Répartition patrimoine entre les époux

*Synthèse fiscale du patrimoine des époux

L’impôt sur le revenu.

Laurent perçoit un salaire annuel de 80 000€ ; Son épouse Laurence perçoit un salaire annuel de 35 000€. Les immeubles en location meublée ne génère pas de bénéfice imposable dans la cadre des bénéfices industriels et commerciaux (BIC). L’amortissement des immeubles mais également l’imputation des frais d’acquisition permettent de neutraliser le revenu.

Les immeubles loués en location vide génère un revenu foncier net imposable de 18 000€ après déduction des taxes foncières, des intérêt d’emprunt, et autres diverses travaux d’entretien.

Au final, le revenu global net imposable de la famille est de 121500€.  Compte tenu du rattachement de leurs enfants au foyer fiscal, ils bénéficient de 3 part de quotient familial et devront payer 22155€ d’impôt. Ils sont dans une tranche marginale de 30% et disposent d’une marge de -+ 94 000€ avant de passer à la tranche supérieure à 41%. 
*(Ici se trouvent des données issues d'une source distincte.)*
// ---------------------------------------------------------------------------
// Tests
// ---------------------------------------------------------------------------

#[tokio::test(start_paused = true)]
async fn full_turn_plays_gapless_and_closes() {
    let mut h = start();
    let mut service = h.services.recv().await.unwrap();

    // Nothing may be sent before the handshake completes.
    tokio::task::yield_now().await;
    assert!(service.commands.try_recv().is_err());

    service.open();
    assert_eq!(service.next_command().await, "session.update");

    h.rig.push_frame(0);
    assert_eq!(service.next_command().await, "input_audio_buffer.append");

    let requested_at = Instant::now();
    assert_eq!(service.next_control().await, "response.create");
    assert!(requested_at.elapsed() >= Duration::from_millis(250));

    for _ in 0..3 {
        service.delta("r1", &tone(4000));
    }
    service.done("r1");

    let state = h.session.wait().await;
    assert_eq!(state, ConnectionState::Idle);

    let spans = h.rig.spans();
    assert_eq!(spans.len(), 3);
    for pair in spans.windows(2) {
        assert_eq!(pair[1].start_frame, pair[0].end_frame, "gap between buffers");
    }
    let total: u64 = spans.iter().map(ScheduledSpan::frames).sum();
    assert_eq!(total, 12_000);
    assert_eq!(spans[2].end_frame - spans[0].start_frame, 12_000);

    assert_eq!(
        h.recorder.states(),
        vec![
            ConnectionState::Connecting,
            ConnectionState::Open,
            ConnectionState::AwaitingResponse,
            ConnectionState::Streaming,
            ConnectionState::Open,
            ConnectionState::Idle,
        ]
    );
    assert_eq!(h.recorder.speaking(), vec![true, false]);
    assert!(h.recorder.errors().is_empty());
    assert!(h.recorder.levels.load(Ordering::SeqCst) > 0);

    assert_eq!(service.next_control().await, "close");
    assert_eq!(h.rig.capture_stops.load(Ordering::SeqCst), 1);
    assert_eq!(h.rig.output_opens.load(Ordering::SeqCst), 1);
    assert!(h.rig.output_released.load(Ordering::SeqCst));
}

#[tokio::test(start_paused = true)]
async fn transport_error_while_awaiting_reports_and_never_streams() {
    let mut h = start();
    let service = open_and_request(&mut h).await;

    service
        .events
        .send(TransportEvent::Error("connection reset".into()))
        .unwrap();

    assert_eq!(h.session.wait().await, ConnectionState::Errored);
    assert_eq!(h.recorder.errors(), vec![ErrorKind::Transport]);
    assert!(!h.recorder.states().contains(&ConnectionState::Streaming));
    assert_eq!(h.rig.capture_stops.load(Ordering::SeqCst), 1);
    assert_eq!(h.rig.output_opens.load(Ordering::SeqCst), 0);
}

#[tokio::test(start_paused = true)]
async fn unexpected_close_is_a_transport_error() {
    let mut h = start();
    let service = open_and_request(&mut h).await;
    service.events.send(TransportEvent::Closed).unwrap();

    assert_eq!(h.session.wait().await, ConnectionState::Errored);
    assert_eq!(h.recorder.errors(), vec![ErrorKind::Transport]);
}

#[tokio::test(start_paused = true)]
async fn fallback_expiry_times_out_and_drains_transport() {
    let mut h = start();
    let mut service = open_and_request(&mut h).await;

    tokio::time::sleep(Duration::from_millis(5_100)).await;
    assert_eq!(h.recorder.errors(), vec![ErrorKind::Timeout]);
    assert_eq!(h.recorder.states().last(), Some(&ConnectionState::Errored));
    assert!(!h.session.is_finished(), "transport still draining");

    // Late audio is discarded; completion closes the transport.
    service.delta("r1", &tone(2400));
    service.done("r1");

    assert_eq!(h.session.wait().await, ConnectionState::Errored);
    assert_eq!(service.next_control().await, "close");
    assert_eq!(h.rig.output_opens.load(Ordering::SeqCst), 0);
    assert_eq!(h.recorder.errors(), vec![ErrorKind::Timeout]);
}

#[tokio::test(start_paused = true)]
async fn invalid_chunk_is_dropped_and_playback_continues() {
    let mut h = start();
    let service = open_and_request(&mut h).await;

    service.delta("r1", "!!!not-base64!!!");
    service.delta("r1", &tone(2400));
    service.done("r1");

    assert_eq!(h.session.wait().await, ConnectionState::Idle);
    let spans = h.rig.spans();
    assert_eq!(spans.len(), 1);
    assert_eq!(spans[0].frames(), 2400);
    assert!(h.recorder.errors().is_empty());
}
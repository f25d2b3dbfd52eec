//! PCM16 sample conversion and base64 framing for the wire.

use crate::error::{Result, VoiceError};
use base64::Engine;
use base64::engine::general_purpose::STANDARD as BASE64;

/// Divisor used for negative samples and for every decoded sample.
pub const PCM16_NEGATIVE_SCALE: f32 = 32_768.0;
/// Multiplier for positive samples so 1.0 maps to `i16::MAX`.
pub const PCM16_POSITIVE_SCALE: f32 = 32_767.0;

/// Quantize one normalized sample to PCM16.
///
/// Input is clamped to \[-1, 1\]. Negative samples scale by 32768 and positive
/// ones by 32767, so neither end can overflow. Positive samples round up: the
/// decoder divides by 32768, and this keeps every round trip within one step.
pub fn f32_to_pcm16(sample: f32) -> i16 {
    let s = if sample.is_nan() {
        0.0
    } else {
        sample.clamp(-1.0, 1.0)
    };
    if s < 0.0 {
        (s * PCM16_NEGATIVE_SCALE).round() as i16
    } else {
        (s * PCM16_POSITIVE_SCALE).ceil() as i16
    }
}

/// Convert one PCM16 sample to \[-1, 1).
pub fn pcm16_to_f32(sample: i16) -> f32 {
    f32::from(sample) / PCM16_NEGATIVE_SCALE
}

/// Quantize a block of normalized samples.
pub fn encode_samples(samples: &[f32]) -> Vec<i16> {
    samples.iter().map(|&s| f32_to_pcm16(s)).collect()
}

/// Convert a block of PCM16 samples to normalized floats.
pub fn decode_samples(samples: &[i16]) -> Vec<f32> {
    samples.iter().map(|&s| pcm16_to_f32(s)).collect()
}

/// Serialize PCM16 samples as little-endian bytes.
pub fn pcm16_to_bytes(samples: &[i16]) -> Vec<u8> {
    let mut bytes = Vec::with_capacity(samples.len() * 2);
    for s in samples {
        bytes.extend_from_slice(&s.to_le_bytes());
    }
    bytes
}

/// Parse little-endian PCM16 bytes.
///
/// # Errors
///
/// Returns [`VoiceError::Decode`] if the byte count is odd.
pub fn bytes_to_pcm16(bytes: &[u8]) -> Result<Vec<i16>> {
    if bytes.len() % 2 != 0 {
        return Err(VoiceError::Decode(format!(
            "PCM16 payload has odd length {}",
            bytes.len()
        )));
    }
    Ok(bytes
        .chunks_exact(2)
        .map(|pair| i16::from_le_bytes([pair[0], pair[1]]))
        .collect())
}

/// Base64-encode PCM16 samples for `input_audio_buffer.append`.
pub fn encode_base64(samples: &[i16]) -> String {
    BASE64.encode(pcm16_to_bytes(samples))
}

/// Decode a base64 PCM16 delta into normalized floats.
///
/// # Errors
///
/// Returns [`VoiceError::Decode`] for invalid base64, an odd byte count, or
/// an empty payload.
pub fn decode_base64(payload: &str) -> Result<Vec<f32>> {
    let bytes = BASE64
        .decode(payload.trim())
        .map_err(|e| VoiceError::Decode(format!("invalid base64: {e}")))?;
    if bytes.is_empty() {
        return Err(VoiceError::Decode("empty audio payload".into()));
    }
    let pcm = bytes_to_pcm16(&bytes)?;
    Ok(decode_samples(&pcm))
}
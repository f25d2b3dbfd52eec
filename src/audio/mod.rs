//! Audio capture, playback, and PCM16 conversion via cpal.

pub mod capture;
pub mod pcm;
pub mod playback;
//! Configuration types for the voice session core.

use crate::error::{Result, VoiceError};
use serde::{Deserialize, Serialize};
use std::path::{Path, PathBuf};
use std::time::Duration;

/// Top-level configuration for a voice session.
#[derive(Debug, Clone, Default, Serialize, Deserialize)]
#[serde(default)]
pub struct VoiceConfig {
    /// Audio capture/playback settings.
    pub audio: AudioConfig,
    /// Values sent to the remote service in `session.update`.
    pub session: SessionConfig,
    /// Remote voice service connection.
    pub transport: TransportConfig,
    /// Controller delays and the fallback timer.
    pub timing: TimingConfig,
    /// Amplitude envelope for UI consumers.
    pub envelope: EnvelopeConfig,
}

/// Audio I/O configuration.
#[derive(Debug, Clone, Serialize, Deserialize)]
#[serde(default)]
pub struct AudioConfig {
    /// Wire sample rate in Hz, used for both directions.
    pub sample_rate: u32,
    /// Samples per outbound frame.
    pub frame_size: usize,
    /// Input device name (None = system default).
    pub input_device: Option<String>,
    /// Output device name (None = system default).
    pub output_device: Option<String>,
    /// Buffers handed to the output device ahead of the one rendering.
    ///
    /// 1 schedules strictly on completion; 2 keeps the next buffer queued on
    /// the device so completion latency never opens a gap.
    pub playback_lookahead: usize,
}

impl Default for AudioConfig {
    fn default() -> Self {
        Self {
            sample_rate: 24_000,
            frame_size: 2048,
            input_device: None,
            output_device: None,
            playback_lookahead: 2,
        }
    }
}

/// Immutable description of one conversation session.
#[derive(Debug, Clone, Serialize, Deserialize)]
#[serde(default)]
pub struct SessionConfig {
    /// Spoken instructions for the interviewer.
    pub instructions: String,
    /// Named voice identity.
    pub voice: String,
    /// Format of audio sent to the service.
    pub input_audio_format: String,
    /// Format of audio received from the service.
    pub output_audio_format: String,
    /// Server-side turn detection parameters.
    pub turn_detection: TurnDetectionConfig,
}

impl Default for SessionConfig {
    fn default() -> Self {
        Self {
            instructions: "You are a friendly interviewer. Ask one question at a time and keep \
                           your answers short."
                .to_owned(),
            voice: "alloy".to_owned(),
            input_audio_format: "pcm16".to_owned(),
            output_audio_format: "pcm16".to_owned(),
            turn_detection: TurnDetectionConfig::default(),
        }
    }
}

/// Turn detection is configured here but runs on the server.
#[derive(Debug, Clone, Serialize, Deserialize)]
#[serde(default)]
pub struct TurnDetectionConfig {
    /// Detector type understood by the service.
    pub kind: String,
    /// Energy threshold in \[0, 1\].
    pub threshold: f32,
    /// Audio kept before detected speech, in ms.
    pub prefix_padding_ms: u32,
    /// Silence before a turn is considered complete, in ms.
    pub silence_duration_ms: u32,
}

impl Default for TurnDetectionConfig {
    fn default() -> Self {
        Self {
            kind: "server_vad".to_owned(),
            threshold: 0.5,
            prefix_padding_ms: 300,
            silence_duration_ms: 500,
        }
    }
}

/// Remote voice service connection settings.
#[derive(Debug, Clone, Serialize, Deserialize)]
#[serde(default)]
pub struct TransportConfig {
    /// WebSocket endpoint.
    pub url: String,
    /// Model name appended as the `model` query parameter (empty = omitted).
    pub model: String,
    /// Environment variable holding the bearer token (empty = no auth header).
    pub api_key_env: String,
}

impl Default for TransportConfig {
    fn default() -> Self {
        Self {
            url: "wss://api.openai.com/v1/realtime".to_owned(),
            model: "gpt-4o-realtime-preview".to_owned(),
            api_key_env: "OPENAI_API_KEY".to_owned(),
        }
    }
}

/// Controller delays.
#[derive(Debug, Clone, Serialize, Deserialize)]
#[serde(default)]
pub struct TimingConfig {
    /// Delay between `session.update` and `response.create`.
    pub settle_delay_ms: u64,
    /// Longest the UI waits for the first audio delta.
    pub fallback_timeout_ms: u64,
    /// Delay between turn completion and closing the transport.
    pub close_grace_ms: u64,
}

impl Default for TimingConfig {
    fn default() -> Self {
        Self {
            settle_delay_ms: 250,
            fallback_timeout_ms: 5_000,
            close_grace_ms: 500,
        }
    }
}

impl TimingConfig {
    pub fn settle_delay(&self) -> Duration {
        Duration::from_millis(self.settle_delay_ms)
    }

    pub fn fallback_timeout(&self) -> Duration {
        Duration::from_millis(self.fallback_timeout_ms)
    }

    pub fn close_grace(&self) -> Duration {
        Duration::from_millis(self.close_grace_ms)
    }
}

/// Amplitude envelope settings.
#[derive(Debug, Clone, Serialize, Deserialize)]
#[serde(default)]
pub struct EnvelopeConfig {
    /// Render ticks per second.
    pub tick_hz: u32,
    /// Rise time constant in ms.
    pub attack_ms: f32,
    /// Fall time constant in ms.
    pub release_ms: f32,
    /// FFT window for microphone analysis (power of two).
    pub fft_size: usize,
    /// Upper edge of the analysed voice band in Hz.
    pub voice_band_hz: f32,
    /// Seed for the synthetic speech waveform noise.
    pub seed: u64,
}

impl Default for EnvelopeConfig {
    fn default() -> Self {
        Self {
            tick_hz: 60,
            attack_ms: 40.0,
            release_ms: 110.0,
            fft_size: 512,
            voice_band_hz: 4_000.0,
            seed: 0x5eed,
        }
    }
}

impl EnvelopeConfig {
    pub fn tick_period(&self) -> Duration {
        Duration::from_secs_f64(1.0 / f64::from(self.tick_hz.max(1)))
    }
}

impl VoiceConfig {
    /// Load configuration from a TOML file, falling back to defaults for missing fields.
    ///
    /// # Errors
    ///
    /// Returns an error if the file cannot be read or parsed.
    pub fn from_file(path: &Path) -> Result<Self> {
        let content = std::fs::read_to_string(path)?;
        toml::from_str(&content).map_err(|e| VoiceError::Config(e.to_string()))
    }

    /// Save configuration to a TOML file, creating parent directories as needed.
    ///
    /// # Errors
    ///
    /// Returns an error if the file cannot be written or the config cannot be serialized.
    pub fn save_to_file(&self, path: &Path) -> Result<()> {
        if let Some(parent) = path.parent() {
            std::fs::create_dir_all(parent)?;
        }
        let content =
            toml::to_string_pretty(self).map_err(|e| VoiceError::Config(e.to_string()))?;
        std::fs::write(path, content)?;
        Ok(())
    }

    /// Returns the default config file path: `<config dir>/viva/config.toml`.
    pub fn default_config_path() -> PathBuf {
        dirs::config_dir()
            .unwrap_or_else(|| PathBuf::from("/tmp/viva-config"))
            .join("viva")
            .join("config.toml")
    }

    /// Reject values the pipeline cannot run with.
    ///
    /// # Errors
    ///
    /// Returns [`VoiceError::Config`] naming the first offending field.
    pub fn validate(&self) -> Result<()> {
        if self.audio.sample_rate == 0 {
            return Err(VoiceError::Config("audio.sample_rate must be > 0".into()));
        }
        if self.audio.frame_size == 0 {
            return Err(VoiceError::Config("audio.frame_size must be > 0".into()));
        }
        if self.audio.playback_lookahead == 0 {
            return Err(VoiceError::Config(
                "audio.playback_lookahead must be >= 1".into(),
            ));
        }
        if self.envelope.tick_hz == 0 {
            return Err(VoiceError::Config("envelope.tick_hz must be > 0".into()));
        }
        if !self.envelope.fft_size.is_power_of_two() || self.envelope.fft_size < 16 {
            return Err(VoiceError::Config(
                "envelope.fft_size must be a power of two >= 16".into(),
            ));
        }
        let time_constant_ok = |ms: f32| ms.is_finite() && ms > 0.0 && ms <= 60_000.0;
        if !time_constant_ok(self.envelope.attack_ms) || !time_constant_ok(self.envelope.release_ms)
        {
            return Err(VoiceError::Config(
                "envelope time constants must be within (0, 60000] ms".into(),
            ));
        }
        if !(0.0..=1.0).contains(&self.session.turn_detection.threshold) {
            return Err(VoiceError::Config(
                "session.turn_detection.threshold must be within [0, 1]".into(),
            ));
        }
        if self.transport.url.is_empty() {
            return Err(VoiceError::Config("transport.url is empty".into()));
        }
        Ok(())
    }
}
//! Runtime events emitted by a voice session for UI and observability.
//!
//! This is intentionally lightweight (no audio payloads) so the control task
//! can emit events without blocking critical audio paths.

use crate::error::ErrorKind;
use crate::session::state::ConnectionState;
use tokio::sync::broadcast;

/// Consumer callbacks for a running session.
///
/// Callbacks run on the session's control task and must return quickly.
/// Every method defaults to doing nothing.
pub trait SessionObserver: Send + Sync {
    /// Smoothed amplitude envelope in \[0, 1\], once per render tick.
    fn on_level(&self, _level: f32) {}

    /// The remote voice started or stopped playing.
    fn on_speaking_change(&self, _speaking: bool) {}

    /// The session failed.
    fn on_error(&self, _kind: ErrorKind) {}

    fn on_state_change(&self, _from: ConnectionState, _to: ConnectionState) {}
}

/// Events that describe what the session is doing "right now".
#[derive(Debug, Clone, PartialEq)]
pub enum RuntimeEvent {
    /// Envelope sample for avatar or meter animation.
    Level(f32),
    /// Whether the remote voice is currently audible.
    Speaking(bool),
    /// Consumer-facing error category.
    Error(ErrorKind),
    /// Connection state transition.
    StateChanged {
        from: ConnectionState,
        to: ConnectionState,
    },
}

/// Channel-based consumers subscribe to a broadcast sender. Sending with no
/// subscribers is not an error.
impl SessionObserver for broadcast::Sender<RuntimeEvent> {
    fn on_level(&self, level: f32) {
        let _ = self.send(RuntimeEvent::Level(level));
    }

    fn on_speaking_change(&self, speaking: bool) {
        let _ = self.send(RuntimeEvent::Speaking(speaking));
    }

    fn on_error(&self, kind: ErrorKind) {
        let _ = self.send(RuntimeEvent::Error(kind));
    }

    fn on_state_change(&self, from: ConnectionState, to: ConnectionState) {
        let _ = self.send(RuntimeEvent::StateChanged { from, to });
    }
}
//! The conversation session: wire protocol, state machine, transport and
//! the control task that ties them to the audio devices.

pub mod backend;
pub mod controller;
pub mod dispatch;
pub mod lifecycle;
pub mod protocol;
pub mod state;
pub mod transport;

pub use backend::{CpalBackend, VoiceBackend};
pub use controller::VoiceSession;
pub use state::ConnectionState;
//! Microphone audio capture using cpal.
//!
//! The cpal callback mixes to mono, resamples to the session rate and hands
//! each block to a dedicated capture thread. That thread runs the
//! [`FrameEncoder`] and forwards fixed-size PCM16 frames to the control task,
//! so frame production never waits on control work.

use crate::audio::pcm;
use crate::config::AudioConfig;
use crate::error::{Result, VoiceError};
use crate::pipeline::messages::{AudioFrame, CaptureMessage};
use cpal::StreamConfig;
use cpal::traits::{DeviceTrait, HostTrait, StreamTrait};
use crossbeam_channel::{Receiver, Sender};
use std::thread::JoinHandle;
use std::time::Instant;
use tokio::sync::mpsc;
use tokio_util::sync::CancellationToken;
use tracing::{debug, error, info, warn};

/// A running capture source. Stopping releases the microphone.
pub trait CaptureHandle: Send {
    /// Stop producing frames and release the device.
    ///
    /// Calling this more than once is a no-op.
    ///
    /// # Errors
    ///
    /// Returns an error if the capture thread could not be joined cleanly.
    fn stop(&mut self) -> Result<()>;
}

/// Slices a continuous sample stream into fixed-size PCM16 frames.
///
/// Samples that do not fill a frame are carried into the next push; a
/// trailing partial frame is never emitted.
pub struct FrameEncoder {
    frame_size: usize,
    pending: Vec<f32>,
    next_sequence: u64,
}

impl FrameEncoder {
    pub fn new(frame_size: usize) -> Self {
        Self {
            frame_size: frame_size.max(1),
            pending: Vec::with_capacity(frame_size * 2),
            next_sequence: 0,
        }
    }

    /// Append samples and return every frame that is now complete.
    pub fn push(&mut self, samples: &[f32]) -> Vec<AudioFrame> {
        self.pending.extend_from_slice(samples);
        let complete = self.pending.len() / self.frame_size;
        if complete == 0 {
            return Vec::new();
        }

        let mut frames = Vec::with_capacity(complete);
        for block in self.pending.chunks_exact(self.frame_size) {
            frames.push(AudioFrame {
                sequence: self.next_sequence,
                samples: pcm::encode_samples(block),
            });
            self.next_sequence += 1;
        }
        self.pending.drain(..complete * self.frame_size);
        frames
    }

    /// Samples waiting for the next frame.
    pub fn buffered(&self) -> usize {
        self.pending.len()
    }

    /// Time covered by one frame at `sample_rate`.
    pub fn frame_duration(&self, sample_rate: u32) -> std::time::Duration {
        std::time::Duration::from_secs_f64(self.frame_size as f64 / f64::from(sample_rate.max(1)))
    }
}

/// Microphone capture via cpal.
pub struct CpalCapture;

impl CpalCapture {
    /// Open the input device and start the capture thread.
    ///
    /// Returns once the stream is running, or with the error that prevented
    /// it from starting.
    ///
    /// # Errors
    ///
    /// Returns [`VoiceError::Device`] if no usable input device is available.
    pub fn start(
        config: &AudioConfig,
        tx: mpsc::UnboundedSender<CaptureMessage>,
        cancel: CancellationToken,
    ) -> Result<CpalCaptureHandle> {
        let (ready_tx, ready_rx) = crossbeam_channel::bounded::<Result<()>>(1);
        let (stop_tx, stop_rx) = crossbeam_channel::bounded::<()>(1);
        let config = config.clone();

        let thread = std::thread::Builder::new()
            .name("viva-capture".into())
            .spawn(move || capture_thread(config, tx, cancel, ready_tx, stop_rx))
            .map_err(|e| VoiceError::Device(format!("cannot spawn capture thread: {e}")))?;

        match ready_rx.recv() {
            Ok(Ok(())) => Ok(CpalCaptureHandle {
                stop_tx: Some(stop_tx),
                thread: Some(thread),
            }),
            Ok(Err(e)) => {
                let _ = thread.join();
                Err(e)
            }
            Err(_) => {
                let _ = thread.join();
                Err(VoiceError::Device("capture thread exited during startup".into()))
            }
        }
    }

    /// List available input devices.
    ///
    /// # Errors
    ///
    /// Returns an error if devices cannot be enumerated.
    pub fn list_input_devices() -> Result<Vec<String>> {
        let host = cpal::default_host();
        let devices = host
            .input_devices()
            .map_err(|e| VoiceError::Device(format!("cannot enumerate devices: {e}")))?;

        let mut names = Vec::new();
        for device in devices {
            if let Ok(desc) = device.description() {
                names.push(desc.name().to_owned());
            }
        }
        Ok(names)
    }
}

/// Handle to the capture thread started by [`CpalCapture::start`].
pub struct CpalCaptureHandle {
    stop_tx: Option<Sender<()>>,
    thread: Option<JoinHandle<()>>,
}

impl CaptureHandle for CpalCaptureHandle {
    fn stop(&mut self) -> Result<()> {
        // Dropping the sender disconnects the stop channel and wakes the thread.
        drop(self.stop_tx.take());
        if let Some(thread) = self.thread.take() {
            thread
                .join()
                .map_err(|_| VoiceError::Device("capture thread panicked".into()))?;
        }
        Ok(())
    }
}

impl Drop for CpalCaptureHandle {
    fn drop(&mut self) {
        if let Err(e) = self.stop() {
            warn!("capture shutdown: {e}");
        }
    }
}

enum Wake {
    Samples(Vec<f32>),
    Fault(String),
    Stop,
}

fn capture_thread(
    config: AudioConfig,
    tx: mpsc::UnboundedSender<CaptureMessage>,
    cancel: CancellationToken,
    ready_tx: Sender<Result<()>>,
    stop_rx: Receiver<()>,
) {
    let (raw_tx, raw_rx) = crossbeam_channel::unbounded::<Vec<f32>>();
    let (fault_tx, fault_rx) = crossbeam_channel::bounded::<String>(1);

    let stream = match open_input_stream(&config, raw_tx, fault_tx) {
        Ok(stream) => stream,
        Err(e) => {
            let _ = ready_tx.send(Err(e));
            return;
        }
    };
    let _ = ready_tx.send(Ok(()));

    let mut encoder = FrameEncoder::new(config.frame_size);
    info!(
        "capture thread started: {} samples/frame at {}Hz ({:?} per frame)",
        config.frame_size,
        config.sample_rate,
        encoder.frame_duration(config.sample_rate)
    );

    loop {
        let wake = crossbeam_channel::select! {
            recv(raw_rx) -> block => match block {
                Ok(samples) => Wake::Samples(samples),
                Err(_) => Wake::Fault("input stream closed".into()),
            },
            recv(fault_rx) -> fault => {
                Wake::Fault(fault.unwrap_or_else(|_| "input stream closed".into()))
            },
            recv(stop_rx) -> _ => Wake::Stop,
        };

        match wake {
            Wake::Samples(samples) => {
                if cancel.is_cancelled() {
                    continue;
                }
                let captured_at = Instant::now();
                let mut receiver_gone = false;
                for frame in encoder.push(&samples) {
                    if tx.send(CaptureMessage::Frame { frame, captured_at }).is_err() {
                        receiver_gone = true;
                        break;
                    }
                }
                if receiver_gone {
                    debug!("capture receiver dropped, stopping");
                    break;
                }
            }
            Wake::Fault(reason) => {
                error!("audio input stream error: {reason}");
                let _ = tx.send(CaptureMessage::DeviceLost { reason });
                break;
            }
            Wake::Stop => break,
        }
    }

    drop(stream);
    info!("audio capture stopped");
}

fn open_input_stream(
    config: &AudioConfig,
    raw_tx: Sender<Vec<f32>>,
    fault_tx: Sender<String>,
) -> Result<cpal::Stream> {
    let host = cpal::default_host();

    let device = if let Some(ref name) = config.input_device {
        host.input_devices()
            .map_err(|e| VoiceError::Device(format!("cannot enumerate devices: {e}")))?
            .find(|d| {
                d.description()
                    .ok()
                    .map(|desc| desc.name() == name)
                    .unwrap_or(false)
            })
            .ok_or_else(|| VoiceError::Device(format!("input device '{name}' not found")))?
    } else {
        host.default_input_device()
            .ok_or_else(|| VoiceError::Device("no default input device".into()))?
    };

    let device_name = device
        .description()
        .map(|d| d.name().to_owned())
        .unwrap_or_else(|_| "<unknown>".into());
    info!("using input device: {device_name}");

    // Use the device's default config for best compatibility
    let default_config = device
        .default_input_config()
        .map_err(|e| VoiceError::Device(format!("no default input config: {e}")))?;

    let native_rate = default_config.sample_rate();
    let native_channels = default_config.channels();
    let target_rate = config.sample_rate;

    let stream_config = StreamConfig {
        channels: native_channels,
        sample_rate: native_rate,
        buffer_size: cpal::BufferSize::Default,
    };

    info!(
        "native input config: {}Hz, {} channels -> {}Hz mono",
        native_rate, native_channels, target_rate
    );

    let stream = device
        .build_input_stream(
            &stream_config,
            move |data: &[f32], _info: &cpal::InputCallbackInfo| {
                let mono = if native_channels > 1 {
                    to_mono(data, native_channels)
                } else {
                    data.to_vec()
                };
                let samples = if native_rate != target_rate {
                    resample(&mono, native_rate, target_rate)
                } else {
                    mono
                };
                // Unbounded: the capture thread drains it, the callback never waits.
                let _ = raw_tx.send(samples);
            },
            move |err| {
                let _ = fault_tx.try_send(err.to_string());
            },
            None,
        )
        .map_err(|e| VoiceError::Device(format!("failed to build input stream: {e}")))?;

    stream
        .play()
        .map_err(|e| VoiceError::Device(format!("failed to start input stream: {e}")))?;

    Ok(stream)
}

/// Convert interleaved multi-channel audio to mono by averaging channels.
fn to_mono(data: &[f32], channels: u16) -> Vec<f32> {
    let ch = channels as usize;
    data.chunks_exact(ch)
        .map(|frame| frame.iter().sum::<f32>() / ch as f32)
        .collect()
}

/// Linear-interpolation resampler.
///
/// Speech energy sits well below the Nyquist limit of the 24kHz wire rate,
/// so no anti-alias filter is applied.
fn resample(samples: &[f32], src_rate: u32, dst_rate: u32) -> Vec<f32> {
    if src_rate == dst_rate || samples.is_empty() {
        return samples.to_vec();
    }

    let ratio = src_rate as f64 / dst_rate as f64;
    let out_len = (samples.len() as f64 / ratio) as usize;
    let mut output = Vec::with_capacity(out_len);

    for i in 0..out_len {
        let src_pos = i as f64 * ratio;
        let idx = src_pos as usize;
        let frac = src_pos - idx as f64;

        let sample = if idx + 1 < samples.len() {
            samples[idx] as f64 * (1.0 - frac) + samples[idx + 1] as f64 * frac
        } else {
            samples[idx.min(samples.len() - 1)] as f64
        };

        output.push(sample as f32);
    }

    output
}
Ils doivent également payer la CSG-CRDS sur les revenus fonciers soit environ 2790€.

 

Faut il détacher les enfants du foyer fiscal pour l’impôt sur le revenu ?

Mariés, leurs deux enfants poursuivent leurs études et restent fiscalement à leur charge (cf « Impôt 2015 : Faut il rattacher ou détacher du foyer fiscal vos enfants majeurs ou étudiants ?) pour vérifier la pertinence de ce rattachement.

Ils sont au plafond de l’avantage procuré par le quotient familial. En détachant leurs enfants du foyer fiscal, l’impôt sur le revenu augmenterait de 3016€ mais ils pourraient déduire une pension alimentaire versée à chacun des deux enfants étudiants à hauteur de 5726€ * 2 = 11452€.

Dans les faits, les enfants auraient besoin de 12 000€ chacun par an, soit 24 000€ au total. Malheureusement, seul 5726€ sont déductibles des revenus des parents. Le fait de verser une pension alimentaire déductible permet de minorer le revenu global net imposable de 11 452€.

Au final, les époux auraient intérêt à procéder au détachement des enfants de leur foyer fiscal et pourraient ainsi réduire leur impôt sur le revenu de 420€. 

 

 

L’impôt de solidarité sur la fortune (ISF)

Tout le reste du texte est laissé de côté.